** Opening Data records block **
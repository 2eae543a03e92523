use base64::prelude::*;

use crate::identifier::{KeysetPageIdentifier, PageIdentifier, PageIdentifierKind};
use crate::{Error, Result, TRACING_TARGET_CODEC};

use super::PageIdentifierEncoder;

/// Maximum accepted token length in bytes.
pub const MAX_TOKEN_BYTES: usize = 4 * 1024;

/// Maximum number of boundary fields a token may carry.
pub const MAX_BOUNDARY_FIELDS: usize = 16;

/// Encodes keyset identifiers as URL-safe, unpadded base64 of compact JSON.
///
/// The token is opaque to clients but not tamper-proof; a decoded boundary
/// is still validated against the pageable's sort specification before use.
#[derive(Debug, Default, Clone, Copy)]
pub struct KeysetIdentifierEncoder;

impl KeysetIdentifierEncoder {
    /// Creates a new keyset encoder.
    pub fn new() -> Self {
        Self
    }

    fn check(identifier: &KeysetPageIdentifier) -> std::result::Result<(), &'static str> {
        if identifier.limit == 0 {
            return Err("limit must be greater than zero");
        }

        if let Some(boundary) = &identifier.boundary {
            if boundary.is_empty() {
                return Err("boundary must not be empty");
            }
            if boundary.len() > MAX_BOUNDARY_FIELDS {
                return Err("boundary has too many fields");
            }
            if boundary.values().any(|value| !value.is_encodable()) {
                return Err("boundary holds a non-finite float");
            }
        }

        Ok(())
    }
}

impl PageIdentifierEncoder for KeysetIdentifierEncoder {
    fn kind(&self) -> PageIdentifierKind {
        PageIdentifierKind::Keyset
    }

    fn encode(&self, identifier: &PageIdentifier) -> Result<String> {
        let PageIdentifier::Keyset(identifier) = identifier else {
            return Err(Error::UnsupportedPageIdentifier {
                kind: identifier.kind(),
            });
        };

        Self::check(identifier).map_err(Error::config)?;

        let json = serde_json::to_vec(identifier)
            .map_err(|error| Error::config(format!("cannot serialize keyset identifier: {error}")))?;
        let token = BASE64_URL_SAFE_NO_PAD.encode(json);

        if token.len() > MAX_TOKEN_BYTES {
            return Err(Error::config(format!(
                "encoded keyset identifier is {} bytes, the maximum is {MAX_TOKEN_BYTES}",
                token.len()
            )));
        }

        Ok(token)
    }

    fn decode(&self, token: &str) -> Result<PageIdentifier> {
        if token.is_empty() {
            return Err(Error::malformed("keyset token is empty"));
        }
        if token.len() > MAX_TOKEN_BYTES {
            return Err(Error::malformed("keyset token is too large"));
        }

        let bytes = BASE64_URL_SAFE_NO_PAD
            .decode(token)
            .map_err(|error| Error::malformed_with_source("keyset token is not valid base64", error))?;
        let json = std::str::from_utf8(&bytes)
            .map_err(|error| Error::malformed_with_source("keyset token is not valid UTF-8", error))?;
        let identifier: KeysetPageIdentifier = serde_json::from_str(json)
            .map_err(|error| Error::malformed_with_source("keyset token is not a valid identifier", error))?;

        Self::check(&identifier).map_err(Error::malformed)?;

        tracing::trace!(
            target: TRACING_TARGET_CODEC,
            boundary_type = %identifier.boundary_type,
            offset = identifier.offset_from_boundary,
            limit = identifier.limit,
            "decoded keyset page token"
        );

        Ok(identifier.into())
    }
}

#[cfg(test)]
mod tests {
    use uuid::Uuid;

    use super::*;
    use crate::boundary::{BoundaryValue, BoundaryValues};
    use crate::identifier::OffsetPageIdentifier;

    fn encode_raw(json: &str) -> String {
        BASE64_URL_SAFE_NO_PAD.encode(json)
    }

    #[test]
    fn test_round_trip_every_field() {
        let encoder = KeysetIdentifierEncoder;
        let boundary = BoundaryValues::new()
            .with("created_at", jiff::Timestamp::from_second(1_700_000_000).unwrap())
            .with("score", 2.5)
            .with("name", "a/b?c=d")
            .with("active", true)
            .with("id", Uuid::nil());
        let identifier = PageIdentifier::from(
            KeysetPageIdentifier::upper(boundary, 3, 25).with_page_number(Some(4)),
        );

        let token = encoder.encode(&identifier).unwrap();
        assert!(
            token
                .bytes()
                .all(|byte| byte.is_ascii_alphanumeric() || byte == b'-' || byte == b'_')
        );

        let decoded = encoder.decode(&token).unwrap();
        assert_eq!(decoded, identifier);
        assert_eq!(encoder.encode(&decoded).unwrap(), token);
    }

    #[test]
    fn test_round_trip_keeps_float_bits() {
        let encoder = KeysetIdentifierEncoder;
        let mut state = 0x9e37_79b9_7f4a_7c15_u64;
        let extremes = [f64::MIN_POSITIVE, f64::MAX, f64::MIN, -0.0, 5e-324, 0.1 + 0.2];

        let generated = std::iter::from_fn(|| {
            state ^= state << 13;
            state ^= state >> 7;
            state ^= state << 17;
            Some(f64::from_bits(state))
        });

        for value in extremes.into_iter().chain(generated.take(10_000)) {
            if !value.is_finite() {
                continue;
            }

            let boundary = BoundaryValues::new().with("x", value);
            let identifier = PageIdentifier::from(KeysetPageIdentifier::lower(boundary, 0, 10));
            let token = encoder.encode(&identifier).unwrap();

            let Ok(PageIdentifier::Keyset(decoded)) = encoder.decode(&token) else {
                panic!("token for {value:e} should decode");
            };
            let found = decoded.boundary.as_ref().and_then(|boundary| boundary.get("x"));
            let Some(BoundaryValue::Float(found)) = found else {
                panic!("token for {value:e} lost its float");
            };
            assert_eq!(found.to_bits(), value.to_bits(), "{value:e} decoded as {found:e}");
        }
    }

    #[test]
    fn test_round_trip_first_page() {
        let encoder = KeysetIdentifierEncoder;
        let identifier = PageIdentifier::from(KeysetPageIdentifier::first(10));
        let token = encoder.encode(&identifier).unwrap();
        assert_eq!(encoder.decode(&token).unwrap(), identifier);
    }

    #[test]
    fn test_rejects_other_kinds() {
        let identifier = PageIdentifier::from(OffsetPageIdentifier::first());
        let error = KeysetIdentifierEncoder.encode(&identifier).unwrap_err();
        assert!(matches!(error, Error::UnsupportedPageIdentifier { .. }));
    }

    #[test]
    fn test_encode_rejects_invalid_identifiers() {
        let zero = PageIdentifier::from(KeysetPageIdentifier::first(0));
        assert!(KeysetIdentifierEncoder.encode(&zero).is_err());

        let nan = BoundaryValues::new().with("x", BoundaryValue::Float(f64::NAN));
        let nan = PageIdentifier::from(KeysetPageIdentifier::lower(nan, 0, 10));
        assert!(KeysetIdentifierEncoder.encode(&nan).is_err());
    }

    #[test]
    fn test_malformed_tokens() {
        let encoder = KeysetIdentifierEncoder;
        let too_many = (0..=MAX_BOUNDARY_FIELDS)
            .map(|index| format!(r#"["f{index}",{{"i":1}}]"#))
            .collect::<Vec<_>>()
            .join(",");

        let cases = [
            String::new(),
            String::from("not base64!"),
            BASE64_URL_SAFE_NO_PAD.encode([0xff, 0xfe]),
            encode_raw("{}"),
            encode_raw(r#"{"t":"l","l":0}"#),
            encode_raw(r#"{"t":"x","l":10}"#),
            encode_raw(r#"{"b":[],"t":"l","l":10}"#),
            encode_raw(&format!(r#"{{"b":[{too_many}],"t":"l","l":10}}"#)),
            "A".repeat(MAX_TOKEN_BYTES + 1),
        ];

        for token in cases {
            let error = encoder.decode(&token).unwrap_err();
            assert!(
                matches!(error, Error::MalformedToken { .. }),
                "token {token:?} should be malformed, got {error}"
            );
            assert!(error.is_client_error());
        }
    }
}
** Closing Data records block **
What you give back should be exactly the lines of the entries above from the one containing "let error = encoder.decode(&token).unwrap_err();" to the end, and nothing more.

[Response to the task]
            let error = encoder.decode(&token).unwrap_err();
            assert!(
                matches!(error, Error::MalformedToken { .. }),
                "token {token:?} should be malformed, got {error}"
            );
            assert!(error.is_client_error());
        }
    }
}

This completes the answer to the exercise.